2) Should i get the xho or tech model?
3) Where i can get those, and how much should i expect?
Thanks,
Mason.


----------



## mattdean (Oct 23, 2010)

I would get the 30" light so it has full coverage. More bulbs is better for SPS

Absolutely get the XHO. I have them and they are awesome! They aren't cheap, but worth it, IMO.


----------



## masonvo410 (Mar 17, 2017)

mattdean said:


> I would get the 30" light so it has full coverage. More bulbs is better for SPS
> 
> Absolutely get the XHO. I have them and they are awesome!
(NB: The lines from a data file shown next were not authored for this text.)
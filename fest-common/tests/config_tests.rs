//! Configuration resolution tests
//!
//! Tests that touch FESTSYNC_ROOT are marked #[serial] so they never race
//! on the process environment.

use fest_common::config::{
    load_toml_config, CompiledDefaults, RootFolderInitializer, RootFolderResolver, TomlConfig,
    DEFAULT_DATABASE_FILE, ROOT_FOLDER_ENV,
};
use serial_test::serial;
use std::env;
use std::path::PathBuf;
use tempfile::TempDir;

#[test]
fn test_compiled_defaults_for_current_platform() {
    let defaults = CompiledDefaults::for_current_platform();

    assert!(!defaults.root_folder.as_os_str().is_empty());
    assert!(defaults.root_folder.to_string_lossy().contains("festsync"));
    assert_eq!(defaults.log_level, "info");
}

#[test]
#[serial]
fn test_cli_arg_wins_over_env() {
    env::set_var(ROOT_FOLDER_ENV, "/tmp/festsync-env");

    let resolver = RootFolderResolver::new("test")
        .with_cli_arg(Some(PathBuf::from("/tmp/festsync-cli")));
    assert_eq!(resolver.resolve(), PathBuf::from("/tmp/festsync-cli"));

    env::remove_var(ROOT_FOLDER_ENV);
}

#[test]
#[serial]
fn test_env_wins_over_toml() {
    let dir = TempDir::new().unwrap();
    let config_path = dir.path().join("festsync.toml");
    std::fs::write(&config_path, "root_folder = \"/tmp/festsync-toml\"\n").unwrap();

    env::set_var(ROOT_FOLDER_ENV, "/tmp/festsync-env");
    let resolver = RootFolderResolver::new("test").with_config_path(Some(config_path.clone()));
    assert_eq!(resolver.resolve(), PathBuf::from("/tmp/festsync-env"));

    env::remove_var(ROOT_FOLDER_ENV);
    assert_eq!(resolver.resolve(), PathBuf::from("/tmp/festsync-toml"));
}

#[test]
#[serial]
fn test_missing_config_falls_back_to_default() {
    env::remove_var(ROOT_FOLDER_ENV);

    let resolver = RootFolderResolver::new("test")
        .with_config_path(Some(PathBuf::from("/nonexistent/festsync.toml")));

    assert_eq!(resolver.load_config(), TomlConfig::default());
    assert_eq!(
        resolver.resolve(),
        CompiledDefaults::for_current_platform().root_folder
    );
}

#[test]
#[serial]
fn test_resolve_with_uses_loaded_config() {
    env::remove_var(ROOT_FOLDER_ENV);
    let dir = TempDir::new().unwrap();
    let config_path = dir.path().join("festsync.toml");
    std::fs::write(&config_path, "root_folder = \"/tmp/festsync-toml\"\n").unwrap();

    let resolver = RootFolderResolver::new("test").with_config_path(Some(config_path.clone()));
    let config = resolver.load_config();

    // Later edits to the file are not re-read
    std::fs::write(&config_path, "root_folder = [not toml").unwrap();
    assert_eq!(resolver.resolve_with(&config), PathBuf::from("/tmp/festsync-toml"));

    let resolver = resolver.with_cli_arg(Some(PathBuf::from("/tmp/festsync-cli")));
    assert_eq!(resolver.resolve_with(&config), PathBuf::from("/tmp/festsync-cli"));
}

#[test]
fn test_toml_config_parses_logging_and_database_file() {
    let dir = TempDir::new().unwrap();
    let config_path = dir.path().join("festsync.toml");
    std::fs::write(
        &config_path,
        r#"
database_file = "listings.db"

[logging]
level = "debug"
"#,
    )
    .unwrap();

    let config = load_toml_config(&config_path).unwrap();
    assert_eq!(config.database_file(), "listings.db");
    assert_eq!(config.logging.level, "debug");
    assert!(config.root_folder.is_none());
}

#[test]
fn test_malformed_toml_is_config_error() {
    let dir = TempDir::new().unwrap();
    let config_path = dir.path().join("festsync.toml");
    std::fs::write(&config_path, "root_folder = [unclosed").unwrap();

    let result = load_toml_config(&config_path);
    assert!(matches!(result, Err(fest_common::Error::Config(_))));
}

#[test]
fn test_initializer_creates_folder_and_database_path() {
    let dir = TempDir::new().unwrap();
    let root = dir.path().join("nested").join("root");

    let initializer = RootFolderInitializer::new(root.clone());
    initializer.ensure_directory_exists().unwrap();

    assert!(root.is_dir());
    assert_eq!(initializer.database_path(), root.join(DEFAULT_DATABASE_FILE));
    assert_eq!(
        initializer.with_database_file("other.db").database_path(),
        root.join("other.db")
    );
}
They aren't cheap, but worth it, IMO.


Thanks, Matt, 
1) The 4 bulbs model is good enough? What brand you recommend and where i can get it? Will the LPS be burnt if i get more than that?
2) So the 24" XHO is $257.99 + tax at aquarium depot.ca? Is the good deal, or other places more cheaper?


----------



## wtac (Mar 17, 2006)

Personally I have had better results with a mix of LED/T5HO combo vs LEDs alone...even with adjusting with a PAR meter.

With an aquarium of 18"H, 4bulb T5HO+2xRB XHO will give you plenty of light to grow most SPS if the light is no higher than 4" above the aquarium. If higher, I would go the 6bulb route.

Pricewise, sure I like to save a few $, but factor in service on these units should issues arise. Do you send to the MFG or does the vendor take care of that for you? If the vendor, the few extra bucks may be worth it if it's just a phone call and drop them off. Direct to MFG, find the cheapest price.

Looks like AD has the cheapest $ for RB XHOs, though I have never dealt with them, Dan @MOPS is fantastic to work with but $280 for 24".


----------



## masonvo410 (Mar 17, 2017)

wtac said:


> Personally I have had better results with a mix of LED/T5HO combo vs LEDs alone...even with adjusting with a PAR meter.
> 
> With an aquarium of 18"H, 4bulb T5HO+2xRB XHO will give you plenty of light to grow most SPS if the light is no higher than 4" above the aquarium. If higher, I would go the 6bulb route.
> 
> ...


Thanks for your review, it is a big help for me.
Have a nice day.


----------